On February 24, last week, DeepSeek announced that this week would be Open Source Week and that it would open source five software libraries in a row. At about 9:30 am today, DeepSeek announced that it has open sourced the first code library of this open source week - FlashMLA, an efficient MLA decoding core optimized for Hopper GPU.


On GitHub, the project has received more than 5,000 Star collections and 188 Forks (copies created) 6 hours after it was open sourced. After hearing about DeepSeek's open source FlashMLA and the rapid growth of Star collection and Fork data, the CTO of a Hong Kong-listed company said in communication with Sina Technology: "It's too powerful."

Another investor who focuses on AI hardware research and investment told Sina Technology after reviewing FlashMLA that this open source is a major benefit for domestic GPUs. "The previous domestic GPU cards were very weak. Now we can use the optimization ideas and methodologies provided by FlashMLA to try to significantly improve the performance of domestic cards. Even if the architecture is different, it will be a matter of course for the inference performance of domestic cards to be improved later."


According to DeepSeek official introduction, FlashMLA is based on the effective MLA decoding kernel of HopperGPUs and can be optimized for variable length sequences.

In the entire technical route of DeepSeek, MLA (Multiple Latent Attention Mechanism) is one of the most core technologies in the V2 and V3 models that the company has released. It is used to solve performance bottlenecks in computing efficiency and memory usage, which can significantly improve model training and inference efficiency while maintaining or even enhancing model performance.

Previously, Zheng Weimin, academician of the Chinese Academy of Engineering and professor of the Department of Computer Science at Tsinghua University, mentioned in a communication with Sina Technology: "DeepSeek's self-developed MLA architecture has played a key role in reducing its own model training costs." He pointed out, "MLA compresses KV by transforming the attention operator Cache size enables more KVCache to be stored with the same capacity. This architecture, combined with the transformation of the FFN layer in the DeepSeek-V3 model, achieves a very large sparse MoE layer, which becomes the most critical reason for the low training cost of DeepSeek.”

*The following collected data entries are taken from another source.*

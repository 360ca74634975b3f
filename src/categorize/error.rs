//! Error types for statistics persistence.

use std::path::PathBuf;

use thiserror::Error;

#[derive(Debug, Error)]
pub enum StatsError {
    #[error("IO error on {path}: {source}")]
    Io {
        path: PathBuf,
        #[source]
        source: std::io::Error,
    },

    /// A statistics line is not `<key> <count>`.
    #[error("{path}:{line}: expected `<key> <count>`, found `{content}`")]
    Format {
        path: PathBuf,
        line: usize,
        content: String,
    },
}

impl StatsError {
    pub fn io(path: impl Into<PathBuf>, source: std::io::Error) -> Self {
        Self::Io {
            path: path.into(),
            source,
        }
    }
}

This time, DeepSeek directly opens the MLA decoding core - FlashMLA, which means that DeepSeek will directly open the core MLA underlying code for free. This allows the majority of development groups to directly reuse the FlashMLA code base to complete the same task with fewer GPU servers, directly reducing the cost of inference. This is undoubtedly a great benefit for more groups who hope to perform underlying optimization and AI application development based on DeepSeek's open source capabilities.

Interestingly, the MLA decoding core opened by DeepSeek this time is mainly optimized for Hopper GPU. Generally speaking, Hopper GPU refers to the H-series GPU products developed based on NVIDIA's Hopper architecture. At present, NVIDIA has released a number of chips in this series of chips, such as H100, H800 and H20.

According to DeepSeek, in terms of benchmark performance, FlashMLA can achieve a memory speed of 3000GB/s and a computing upper limit of 580TFLOPS on the NVIDIA H800SXM5 GPU.


Public information shows that according to U.S. export control regulations, the bandwidth limit of the H800 is set to 600GB/s, which is lower than some flagship products. This means that after optimization with FlashMLA, the memory bandwidth utilization of H800 is expected to be further improved or even exceed the theoretical upper limit of H800 GPU, reaching the ultimate in memory access, allowing the development community to fully "squeeze" the capabilities of NVIDIA H-series chips, achieve stronger model performance with fewer chips, and maximize the value of the GPU.

An investor who focuses on AI hardware research and investment said after viewing FlashMLA, "FlashMLA is an optimization solution that can make LLM run faster and more efficiently on H800. It is especially suitable for high-performance AI tasks. Its core is to accelerate the decoding process of large language models and improve the response speed and throughput of the model. This is very important for real-time generation tasks (such as chatbots, etc.). It will greatly promote the capabilities and user experience of large models, and the speed will be significantly improved."

Although FlashMLA is an optimized code library for HopperGPU, for domestic GPUs, this open source is also beneficial. After reviewing FlashMLA, the above-mentioned investors said that for domestic GPUs, this open source is a major benefit. "The previous domestic GPU cards were very weak. Now we can use the optimization ideas and methodologies provided by FlashMLA to try to significantly improve the performance of domestic cards. Even if the architecture is different, it will be a matter of course for the inference performance of domestic cards to be improved later."